(Collected data entries)
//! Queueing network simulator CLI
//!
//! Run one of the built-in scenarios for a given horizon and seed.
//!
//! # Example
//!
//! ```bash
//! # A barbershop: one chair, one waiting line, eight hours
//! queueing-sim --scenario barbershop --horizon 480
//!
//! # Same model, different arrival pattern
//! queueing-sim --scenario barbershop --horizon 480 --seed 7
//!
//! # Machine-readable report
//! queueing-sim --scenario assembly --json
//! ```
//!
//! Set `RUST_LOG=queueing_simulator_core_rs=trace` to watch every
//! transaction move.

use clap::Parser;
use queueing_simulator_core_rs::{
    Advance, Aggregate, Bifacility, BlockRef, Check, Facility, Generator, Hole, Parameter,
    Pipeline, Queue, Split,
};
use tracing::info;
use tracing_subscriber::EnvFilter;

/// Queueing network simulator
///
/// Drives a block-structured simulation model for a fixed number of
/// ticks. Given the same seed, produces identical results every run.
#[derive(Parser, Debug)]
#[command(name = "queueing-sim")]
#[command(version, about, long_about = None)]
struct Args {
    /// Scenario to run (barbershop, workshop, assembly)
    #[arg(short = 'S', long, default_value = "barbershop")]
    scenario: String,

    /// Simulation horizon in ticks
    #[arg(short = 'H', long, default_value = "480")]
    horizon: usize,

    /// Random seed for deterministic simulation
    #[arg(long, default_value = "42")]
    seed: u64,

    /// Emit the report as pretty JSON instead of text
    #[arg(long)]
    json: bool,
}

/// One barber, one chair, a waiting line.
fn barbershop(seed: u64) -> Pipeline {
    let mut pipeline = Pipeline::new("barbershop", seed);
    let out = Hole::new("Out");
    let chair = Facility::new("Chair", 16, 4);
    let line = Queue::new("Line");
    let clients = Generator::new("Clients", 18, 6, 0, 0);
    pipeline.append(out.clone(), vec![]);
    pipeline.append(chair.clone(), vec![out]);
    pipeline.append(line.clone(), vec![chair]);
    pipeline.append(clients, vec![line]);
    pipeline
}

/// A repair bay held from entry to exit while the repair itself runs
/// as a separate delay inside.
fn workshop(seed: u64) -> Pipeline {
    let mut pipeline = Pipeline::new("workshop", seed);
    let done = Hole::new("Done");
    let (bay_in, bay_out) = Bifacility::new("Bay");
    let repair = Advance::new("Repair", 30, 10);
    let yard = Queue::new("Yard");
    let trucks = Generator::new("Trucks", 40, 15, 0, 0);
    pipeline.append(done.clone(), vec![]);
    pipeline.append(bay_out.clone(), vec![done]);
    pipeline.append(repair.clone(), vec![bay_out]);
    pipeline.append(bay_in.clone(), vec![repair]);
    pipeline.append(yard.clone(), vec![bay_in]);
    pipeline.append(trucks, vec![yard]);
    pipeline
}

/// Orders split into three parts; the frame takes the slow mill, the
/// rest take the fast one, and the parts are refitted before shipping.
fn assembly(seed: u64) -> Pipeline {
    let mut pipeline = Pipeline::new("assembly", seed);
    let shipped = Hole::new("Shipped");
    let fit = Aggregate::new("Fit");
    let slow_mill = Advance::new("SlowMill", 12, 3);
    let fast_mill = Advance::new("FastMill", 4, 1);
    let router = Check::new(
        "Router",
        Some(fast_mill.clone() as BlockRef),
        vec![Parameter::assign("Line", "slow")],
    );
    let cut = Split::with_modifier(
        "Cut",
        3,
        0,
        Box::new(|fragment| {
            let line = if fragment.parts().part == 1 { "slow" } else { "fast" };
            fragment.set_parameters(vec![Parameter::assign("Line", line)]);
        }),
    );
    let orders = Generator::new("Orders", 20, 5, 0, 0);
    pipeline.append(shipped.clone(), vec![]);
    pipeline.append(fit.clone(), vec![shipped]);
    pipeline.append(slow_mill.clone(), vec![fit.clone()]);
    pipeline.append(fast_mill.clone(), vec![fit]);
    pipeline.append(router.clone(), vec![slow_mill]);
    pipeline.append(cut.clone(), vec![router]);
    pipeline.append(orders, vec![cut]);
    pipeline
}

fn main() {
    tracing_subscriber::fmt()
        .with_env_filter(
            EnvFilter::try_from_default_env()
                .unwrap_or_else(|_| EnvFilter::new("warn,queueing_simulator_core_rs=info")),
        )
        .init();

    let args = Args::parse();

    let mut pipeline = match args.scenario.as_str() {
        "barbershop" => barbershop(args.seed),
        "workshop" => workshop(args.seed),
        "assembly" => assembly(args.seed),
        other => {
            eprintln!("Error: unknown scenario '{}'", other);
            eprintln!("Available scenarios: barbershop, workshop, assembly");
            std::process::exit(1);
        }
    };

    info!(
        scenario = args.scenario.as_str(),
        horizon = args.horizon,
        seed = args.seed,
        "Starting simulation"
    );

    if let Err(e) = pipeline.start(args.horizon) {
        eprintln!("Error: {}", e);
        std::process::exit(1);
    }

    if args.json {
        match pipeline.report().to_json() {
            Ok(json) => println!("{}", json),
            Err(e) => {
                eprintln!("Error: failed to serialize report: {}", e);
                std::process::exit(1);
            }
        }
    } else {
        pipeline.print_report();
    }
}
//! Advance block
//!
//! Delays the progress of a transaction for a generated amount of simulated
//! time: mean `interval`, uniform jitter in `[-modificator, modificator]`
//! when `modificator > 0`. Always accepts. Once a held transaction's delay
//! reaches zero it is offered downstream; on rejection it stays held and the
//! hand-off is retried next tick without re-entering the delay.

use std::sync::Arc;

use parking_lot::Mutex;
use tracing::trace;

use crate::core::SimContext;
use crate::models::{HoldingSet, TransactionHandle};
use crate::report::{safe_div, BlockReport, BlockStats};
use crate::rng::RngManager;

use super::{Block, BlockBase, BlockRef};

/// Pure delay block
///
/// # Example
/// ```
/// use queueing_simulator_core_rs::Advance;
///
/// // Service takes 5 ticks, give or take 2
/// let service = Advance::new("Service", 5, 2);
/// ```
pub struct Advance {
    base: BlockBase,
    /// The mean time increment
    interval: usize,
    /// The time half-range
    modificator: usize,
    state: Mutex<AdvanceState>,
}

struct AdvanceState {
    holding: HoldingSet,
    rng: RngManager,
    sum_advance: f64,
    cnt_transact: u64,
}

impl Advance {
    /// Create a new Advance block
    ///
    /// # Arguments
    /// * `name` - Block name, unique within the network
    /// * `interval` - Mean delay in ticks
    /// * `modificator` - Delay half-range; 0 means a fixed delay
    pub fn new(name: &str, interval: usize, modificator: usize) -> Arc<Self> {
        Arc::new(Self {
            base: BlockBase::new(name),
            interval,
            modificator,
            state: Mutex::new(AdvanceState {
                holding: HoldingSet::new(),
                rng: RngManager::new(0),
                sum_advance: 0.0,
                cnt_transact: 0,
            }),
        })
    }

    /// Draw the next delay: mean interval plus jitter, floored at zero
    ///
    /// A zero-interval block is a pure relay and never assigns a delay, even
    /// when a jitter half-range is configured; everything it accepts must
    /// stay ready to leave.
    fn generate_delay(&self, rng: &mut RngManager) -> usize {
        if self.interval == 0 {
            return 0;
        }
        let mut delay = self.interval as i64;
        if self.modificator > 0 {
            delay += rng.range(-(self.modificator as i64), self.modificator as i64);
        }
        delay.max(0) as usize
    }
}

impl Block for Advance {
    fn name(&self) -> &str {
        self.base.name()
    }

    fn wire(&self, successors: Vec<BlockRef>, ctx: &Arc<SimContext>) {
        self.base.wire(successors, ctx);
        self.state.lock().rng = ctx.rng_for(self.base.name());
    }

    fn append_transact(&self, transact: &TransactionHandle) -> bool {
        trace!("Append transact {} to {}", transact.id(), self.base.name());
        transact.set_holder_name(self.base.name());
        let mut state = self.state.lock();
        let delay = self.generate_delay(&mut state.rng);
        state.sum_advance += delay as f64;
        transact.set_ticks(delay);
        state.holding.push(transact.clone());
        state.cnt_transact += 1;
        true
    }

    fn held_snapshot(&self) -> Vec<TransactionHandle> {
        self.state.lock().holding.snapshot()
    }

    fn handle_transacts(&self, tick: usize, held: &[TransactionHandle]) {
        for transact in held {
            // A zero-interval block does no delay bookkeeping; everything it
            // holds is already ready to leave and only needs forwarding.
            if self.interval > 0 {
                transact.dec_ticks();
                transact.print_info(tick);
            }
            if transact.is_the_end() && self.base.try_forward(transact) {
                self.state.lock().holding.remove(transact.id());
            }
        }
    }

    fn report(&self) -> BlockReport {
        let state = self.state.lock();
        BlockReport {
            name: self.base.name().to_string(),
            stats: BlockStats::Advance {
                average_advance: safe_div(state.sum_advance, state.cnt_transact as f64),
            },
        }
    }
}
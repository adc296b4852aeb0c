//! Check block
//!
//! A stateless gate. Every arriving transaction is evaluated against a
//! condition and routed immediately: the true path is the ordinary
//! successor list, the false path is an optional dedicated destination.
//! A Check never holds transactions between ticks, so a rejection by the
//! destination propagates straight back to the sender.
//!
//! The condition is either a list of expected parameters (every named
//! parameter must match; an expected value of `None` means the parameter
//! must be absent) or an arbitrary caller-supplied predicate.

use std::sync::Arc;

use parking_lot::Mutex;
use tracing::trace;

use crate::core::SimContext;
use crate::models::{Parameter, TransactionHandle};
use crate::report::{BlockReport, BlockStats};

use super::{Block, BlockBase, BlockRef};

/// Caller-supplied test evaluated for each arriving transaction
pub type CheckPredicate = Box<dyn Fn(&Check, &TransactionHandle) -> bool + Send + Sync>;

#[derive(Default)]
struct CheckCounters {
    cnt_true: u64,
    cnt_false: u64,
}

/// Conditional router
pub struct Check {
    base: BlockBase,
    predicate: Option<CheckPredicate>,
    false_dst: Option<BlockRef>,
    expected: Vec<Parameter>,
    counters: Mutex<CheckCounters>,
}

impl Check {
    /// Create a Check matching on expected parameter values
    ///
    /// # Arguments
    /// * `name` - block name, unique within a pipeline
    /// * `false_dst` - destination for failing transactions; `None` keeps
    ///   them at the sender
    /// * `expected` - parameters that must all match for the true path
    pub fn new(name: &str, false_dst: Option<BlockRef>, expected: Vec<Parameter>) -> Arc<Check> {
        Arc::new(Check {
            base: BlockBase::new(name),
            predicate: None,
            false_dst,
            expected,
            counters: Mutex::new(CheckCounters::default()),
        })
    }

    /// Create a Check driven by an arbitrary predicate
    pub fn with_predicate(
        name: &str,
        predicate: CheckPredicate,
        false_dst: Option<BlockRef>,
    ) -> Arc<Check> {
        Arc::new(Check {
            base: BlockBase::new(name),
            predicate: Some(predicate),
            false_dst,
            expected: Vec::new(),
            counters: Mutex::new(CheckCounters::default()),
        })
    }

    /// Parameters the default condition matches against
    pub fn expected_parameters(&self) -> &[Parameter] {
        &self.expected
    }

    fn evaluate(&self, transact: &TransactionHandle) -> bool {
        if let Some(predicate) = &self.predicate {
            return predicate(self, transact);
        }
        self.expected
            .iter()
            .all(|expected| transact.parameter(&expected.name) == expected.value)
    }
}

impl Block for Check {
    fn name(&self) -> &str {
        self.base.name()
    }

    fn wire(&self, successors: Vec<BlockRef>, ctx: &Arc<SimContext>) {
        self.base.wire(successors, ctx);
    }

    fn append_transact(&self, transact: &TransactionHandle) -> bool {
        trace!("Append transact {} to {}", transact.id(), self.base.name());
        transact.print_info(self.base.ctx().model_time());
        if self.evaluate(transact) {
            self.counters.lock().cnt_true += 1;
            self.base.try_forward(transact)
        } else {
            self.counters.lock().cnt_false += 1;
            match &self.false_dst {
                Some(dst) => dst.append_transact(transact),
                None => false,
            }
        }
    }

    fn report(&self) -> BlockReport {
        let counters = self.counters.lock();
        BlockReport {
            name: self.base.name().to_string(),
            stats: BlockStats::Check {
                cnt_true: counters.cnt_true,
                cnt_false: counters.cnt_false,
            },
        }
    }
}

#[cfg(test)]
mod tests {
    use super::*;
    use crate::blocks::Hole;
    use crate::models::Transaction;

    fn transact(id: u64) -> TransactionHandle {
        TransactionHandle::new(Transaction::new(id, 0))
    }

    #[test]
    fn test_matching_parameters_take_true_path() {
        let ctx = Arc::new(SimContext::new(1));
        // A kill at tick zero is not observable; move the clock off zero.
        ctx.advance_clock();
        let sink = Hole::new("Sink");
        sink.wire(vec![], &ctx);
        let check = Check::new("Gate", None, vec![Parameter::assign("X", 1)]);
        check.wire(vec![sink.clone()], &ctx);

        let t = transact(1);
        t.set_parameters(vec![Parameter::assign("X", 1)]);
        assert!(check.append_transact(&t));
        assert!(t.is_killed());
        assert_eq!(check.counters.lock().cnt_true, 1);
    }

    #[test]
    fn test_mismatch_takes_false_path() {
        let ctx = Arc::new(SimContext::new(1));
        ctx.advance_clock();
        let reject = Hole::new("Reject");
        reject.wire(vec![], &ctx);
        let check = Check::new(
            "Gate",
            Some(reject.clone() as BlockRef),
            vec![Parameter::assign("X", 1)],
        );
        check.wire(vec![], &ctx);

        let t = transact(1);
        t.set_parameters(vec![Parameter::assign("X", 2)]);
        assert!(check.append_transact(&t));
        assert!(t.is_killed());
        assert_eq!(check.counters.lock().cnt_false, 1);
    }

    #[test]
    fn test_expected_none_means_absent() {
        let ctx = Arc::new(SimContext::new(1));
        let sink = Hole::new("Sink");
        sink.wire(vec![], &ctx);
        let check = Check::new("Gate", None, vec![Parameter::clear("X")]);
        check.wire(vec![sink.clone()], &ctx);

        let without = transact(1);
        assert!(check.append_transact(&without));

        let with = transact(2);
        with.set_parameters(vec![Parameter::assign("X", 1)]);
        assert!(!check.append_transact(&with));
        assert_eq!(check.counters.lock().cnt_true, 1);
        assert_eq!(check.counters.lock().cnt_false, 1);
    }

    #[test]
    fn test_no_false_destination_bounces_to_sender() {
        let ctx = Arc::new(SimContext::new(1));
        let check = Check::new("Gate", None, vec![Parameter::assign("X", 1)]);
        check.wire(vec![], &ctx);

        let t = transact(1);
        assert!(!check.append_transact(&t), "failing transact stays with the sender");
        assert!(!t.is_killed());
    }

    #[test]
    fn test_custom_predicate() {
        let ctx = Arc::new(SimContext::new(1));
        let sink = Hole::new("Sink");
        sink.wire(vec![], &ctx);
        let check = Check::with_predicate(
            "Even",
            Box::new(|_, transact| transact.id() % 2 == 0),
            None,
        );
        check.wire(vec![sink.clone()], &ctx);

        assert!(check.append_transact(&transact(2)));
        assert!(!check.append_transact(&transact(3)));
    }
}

● What to work on:
Please state how many lines in the entries include the string "next", giving no more than the number.

● Answer area:
2